Work instructions:
Search the listing for the string "after". Copy every line that has it.

======== The input ========

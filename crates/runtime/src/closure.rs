//! Guest closures handed to the host as callbacks.
//!
//! The guest registers a closure as an environment pair `(a, b)` plus two
//! entries in its function table: an invoke trampoline `(a, b, arg)` and a
//! destructor `(a, b)`. The host keeps one shared [`ClosureState`] per
//! closure and counts the guest's reference plus every invocation in flight.

use anyhow::{Result, anyhow};
use std::cell::RefCell;
use std::rc::Rc;
use thiserror::Error;
use wasmtime::{AsContextMut, Func, Ref};

use crate::state::HostState;
use crate::value::HostValue;

pub type ClosureRef = Rc<RefCell<ClosureState>>;

#[derive(Debug, Clone, PartialEq, Eq, Error)]
pub enum ClosureError {
    #[error("closure invoked recursively")]
    Reentrant,
    #[error("closure invoked after being dropped")]
    Dropped,
    #[error("closure dropped twice")]
    AlreadyReleased,
    #[error("function table slot {0} is empty")]
    MissingEntry(u32),
}

#[derive(Debug)]
pub struct ClosureState {
    /// Environment pointer; zero while an invocation is running.
    a: u32,
    b: u32,
    invoke: u32,
    dtor: u32,
    refs: u32,
    released: bool,
    destroyed: bool,
}

impl ClosureState {
    pub(crate) fn new(a: u32, b: u32, invoke: u32, dtor: u32) -> ClosureRef {
        Rc::new(RefCell::new(Self {
            a,
            b,
            invoke,
            dtor,
            refs: 1,
            released: false,
            destroyed: false,
        }))
    }

    pub fn is_running(&self) -> bool {
        self.a == 0 && !self.destroyed
    }

    pub fn is_destroyed(&self) -> bool {
        self.destroyed
    }

    pub fn refs(&self) -> u32 {
        self.refs
    }
}

/// A closure invocation waiting on the event loop.
#[derive(Debug, Clone)]
pub(crate) struct Task {
    pub callback: ClosureRef,
    pub arg: HostValue,
}

/// Drop the guest's reference.
///
/// Returns `true` when that was the last reference: the guest frees its
/// environment itself. With an invocation still running the host runs the
/// destructor once that invocation returns.
pub(crate) fn release(closure: &ClosureRef) -> Result<bool, ClosureError> {
    let mut state = closure.borrow_mut();
    if state.released {
        return Err(ClosureError::AlreadyReleased);
    }
    state.released = true;
    state.refs -= 1;
    if state.refs == 0 {
        state.a = 0;
        state.destroyed = true;
        return Ok(true);
    }
    Ok(false)
}

/// Call the closure with `arg`, which the guest receives as a fresh handle.
pub(crate) fn invoke<S>(store: &mut S, closure: &ClosureRef, arg: HostValue) -> Result<()>
where
    S: AsContextMut<Data = HostState>,
{
    let (a, b, invoke_index) = {
        let mut state = closure.borrow_mut();
        if state.destroyed {
            return Err(ClosureError::Dropped.into());
        }
        if state.a == 0 {
            return Err(ClosureError::Reentrant.into());
        }
        state.refs += 1;
        let a = state.a;
        state.a = 0;
        (a, state.b, state.invoke)
    };

    let arg = store.as_context_mut().data_mut().box_value(arg);
    let outcome = table_func(store, invoke_index).and_then(|func| {
        let func = func.typed::<(i32, i32, i32), ()>(&*store)?;
        func.call(&mut *store, (a as i32, b as i32, arg.to_abi()))
    });

    let finished = {
        let mut state = closure.borrow_mut();
        state.refs -= 1;
        if state.refs == 0 {
            state.destroyed = true;
            Some(state.dtor)
        } else {
            state.a = a;
            None
        }
    };
    if let Some(dtor) = finished {
        tracing::debug!("closure released during its own invocation, running destructor");
        call_dtor(store, dtor, a, b)?;
    }
    outcome
}

/// Run the destructor of a closure the guest never dropped.
pub(crate) fn destroy<S>(store: &mut S, closure: &ClosureRef) -> Result<bool>
where
    S: AsContextMut<Data = HostState>,
{
    let (a, b, dtor) = {
        let mut state = closure.borrow_mut();
        if state.destroyed || state.a == 0 {
            return Ok(false);
        }
        state.destroyed = true;
        state.refs = 0;
        let a = state.a;
        state.a = 0;
        (a, state.b, state.dtor)
    };
    call_dtor(store, dtor, a, b)?;
    Ok(true)
}

fn call_dtor<S>(store: &mut S, dtor: u32, a: u32, b: u32) -> Result<()>
where
    S: AsContextMut<Data = HostState>,
{
    let func = table_func(store, dtor)?.typed::<(i32, i32), ()>(&*store)?;
    func.call(&mut *store, (a as i32, b as i32))
}

fn table_func<S>(store: &mut S, index: u32) -> Result<Func>
where
    S: AsContextMut<Data = HostState>,
{
    let table = store
        .as_context()
        .data()
        .exports()?
        .table
        .ok_or_else(|| anyhow!("guest does not export a function table"))?;
    match table.get(&mut *store, index.into()) {
        Some(Ref::Func(Some(func))) => Ok(func),
        _ => Err(ClosureError::MissingEntry(index).into()),
    }
}

#[cfg(test)]
mod tests {
    use super::*;

    #[test]
    fn release_of_idle_closure_hands_env_back() {
        let closure = ClosureState::new(8, 0, 1, 2);
        assert_eq!(release(&closure), Ok(true));
        assert!(closure.borrow().is_destroyed());
        assert_eq!(release(&closure), Err(ClosureError::AlreadyReleased));
    }

    #[test]
    fn release_during_invocation_defers_destruction() {
        let closure = ClosureState::new(8, 0, 1, 2);
        {
            let mut state = closure.borrow_mut();
            state.refs += 1;
            state.a = 0;
        }
        assert!(closure.borrow().is_running());
        assert_eq!(release(&closure), Ok(false));
        assert!(!closure.borrow().is_destroyed());
        assert_eq!(closure.borrow().refs(), 1);
    }
}
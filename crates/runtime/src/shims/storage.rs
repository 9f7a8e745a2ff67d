use anyhow::Result;
use wasmtime::{Caller, Linker};

use crate::imports::MODULE;
use crate::memory::{read_str, write_result};
use crate::state::HostState;
use crate::value::HostValue;

pub(super) fn register(linker: &mut Linker<HostState>) -> Result<()> {
    linker.func_wrap(MODULE, "storage_get", storage_get)?;
    linker.func_wrap(MODULE, "storage_set", storage_set)?;
    linker.func_wrap(MODULE, "storage_remove", storage_remove)?;
    Ok(())
}

/// Missing keys resolve to `null`.
fn storage_get(mut caller: Caller<'_, HostState>, key_ptr: i32, key_len: i32, ret_ptr: i32) -> Result<()> {
    let key = read_str(&mut caller, key_ptr, key_len)?;
    let outcome = caller
        .data()
        .platform()
        .storage()
        .get_item(&key)
        .map(|value| value.map_or(HostValue::Null, |value| HostValue::string(value)));
    write_result(&mut caller, ret_ptr, outcome)
}

fn storage_set(
    mut caller: Caller<'_, HostState>,
    key_ptr: i32,
    key_len: i32,
    value_ptr: i32,
    value_len: i32,
    ret_ptr: i32,
) -> Result<()> {
    let key = read_str(&mut caller, key_ptr, key_len)?;
    let value = read_str(&mut caller, value_ptr, value_len)?;
    let outcome = caller
        .data()
        .platform()
        .storage()
        .set_item(&key, &value)
        .map(|()| HostValue::Undefined);
    write_result(&mut caller, ret_ptr, outcome)
}

fn storage_remove(mut caller: Caller<'_, HostState>, key_ptr: i32, key_len: i32, ret_ptr: i32) -> Result<()> {
    let key = read_str(&mut caller, key_ptr, key_len)?;
    let outcome = caller
        .data()
        .platform()
        .storage()
        .remove_item(&key)
        .map(|()| HostValue::Undefined);
    write_result(&mut caller, ret_ptr, outcome)
}
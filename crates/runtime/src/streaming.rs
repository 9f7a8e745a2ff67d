//! Incremental compile path: validate a module section by section while its
//! bytes arrive, then hand the complete binary to the engine.

use anyhow::{Result, bail};
use wasmparser::{Chunk, Parser, Payload, ValidPayload, Validator};
use wasmtime::{Engine, Module};

pub struct StreamingCompiler {
    parser: Parser,
    validator: Validator,
    buffer: Vec<u8>,
    /// Bytes of `buffer` already parsed and validated.
    offset: usize,
    functions: u32,
    finished: bool,
}

impl Default for StreamingCompiler {
    fn default() -> Self {
        Self::new()
    }
}

impl StreamingCompiler {
    pub fn new() -> Self {
        Self {
            parser: Parser::new(0),
            validator: Validator::new(),
            buffer: Vec::new(),
            offset: 0,
            functions: 0,
            finished: false,
        }
    }

    /// Append `chunk` and validate everything that is now complete. Errors
    /// surface as soon as the offending section has arrived.
    pub fn feed(&mut self, chunk: &[u8]) -> Result<()> {
        if self.finished && !chunk.is_empty() {
            bail!("bytes received after the end of the module");
        }
        self.buffer.extend_from_slice(chunk);
        self.advance(false)
    }

    pub fn received(&self) -> usize {
        self.buffer.len()
    }

    pub fn validated(&self) -> usize {
        self.offset
    }

    pub fn functions_validated(&self) -> u32 {
        self.functions
    }

    /// Signal end of input and compile.
    pub fn finish(mut self, engine: &Engine) -> Result<Module> {
        self.advance(true)?;
        if !self.finished {
            bail!("module ended after {} bytes", self.buffer.len());
        }
        tracing::debug!(
            bytes = self.buffer.len(),
            functions = self.functions,
            "streamed module validated"
        );
        Module::from_binary(engine, &self.buffer)
    }

    fn advance(&mut self, eof: bool) -> Result<()> {
        while !self.finished {
            let (consumed, end) = match self.parser.parse(&self.buffer[self.offset..], eof)? {
                Chunk::NeedMoreData(_) => return Ok(()),
                Chunk::Parsed { consumed, payload } => {
                    let end = matches!(payload, Payload::End(_));
                    match self.validator.payload(&payload)? {
                        ValidPayload::Ok | ValidPayload::End(_) => {}
                        ValidPayload::Func(func, body) => {
                            let mut func = func.into_validator(Default::default());
                            func.validate(&body)?;
                            self.functions += 1;
                        }
                        ValidPayload::Parser(_) => bail!("nested modules are not supported"),
                    }
                    (consumed, end)
                }
            };
            self.offset += consumed;
            self.finished = end;
        }
        if self.offset < self.buffer.len() {
            bail!(
                "{} trailing bytes after the end of the module",
                self.buffer.len() - self.offset
            );
        }
        Ok(())
    }
}

#[cfg(test)]
mod tests {
    use super::*;

    fn sample() -> Vec<u8> {
        wat::parse_str(
            r#"(module
                (memory (export "memory") 1)
                (func (export "add") (param i32 i32) (result i32)
                    local.get 0
                    local.get 1
                    i32.add)
                (func (export "twice") (param i32) (result i32)
                    local.get 0
                    local.get 0
                    call 0))"#,
        )
        .unwrap()
    }

    #[test]
    fn byte_at_a_time_matches_buffered_compile() {
        let wasm = sample();
        let mut compiler = StreamingCompiler::new();
        for byte in &wasm {
            compiler.feed(std::slice::from_ref(byte)).unwrap();
        }
        assert_eq!(compiler.received(), wasm.len());
        assert_eq!(compiler.functions_validated(), 2);

        let module = compiler.finish(&Engine::default()).unwrap();
        let exports: Vec<_> = module.exports().map(|export| export.name().to_string()).collect();
        assert_eq!(exports, ["memory", "add", "twice"]);
    }

    #[test]
    fn invalid_body_fails_before_the_end() {
        let wasm = wat::parse_str(
            r#"(module
                (func (result i32) i64.const 1)
                (func))"#,
        )
        .unwrap();
        let mut compiler = StreamingCompiler::new();
        let err = wasm
            .chunks(4)
            .map(|chunk| compiler.feed(chunk))
            .find_map(Result::err)
            .expect("type mismatch is reported while streaming");
        assert!(err.to_string().contains("type mismatch"), "{err}");
    }

    #[test]
    fn truncated_module_fails_at_finish() {
        let wasm = sample();
        let mut compiler = StreamingCompiler::new();
        compiler.feed(&wasm[..wasm.len() - 3]).unwrap();
        assert!(compiler.finish(&Engine::default()).is_err());
    }

    #[test]
    fn not_wasm_is_rejected_early() {
        let mut compiler = StreamingCompiler::new();
        assert!(compiler.feed(b"<!doctype html>").is_err());
    }
}
mod cli;

fn main() -> anyhow::Result<()> {
    cli::execute()
}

========

Task solution:
    #[error("closure invoked after being dropped")]
            bail!("bytes received after the end of the module");
            bail!("module ended after {} bytes", self.buffer.len());
                "{} trailing bytes after the end of the module",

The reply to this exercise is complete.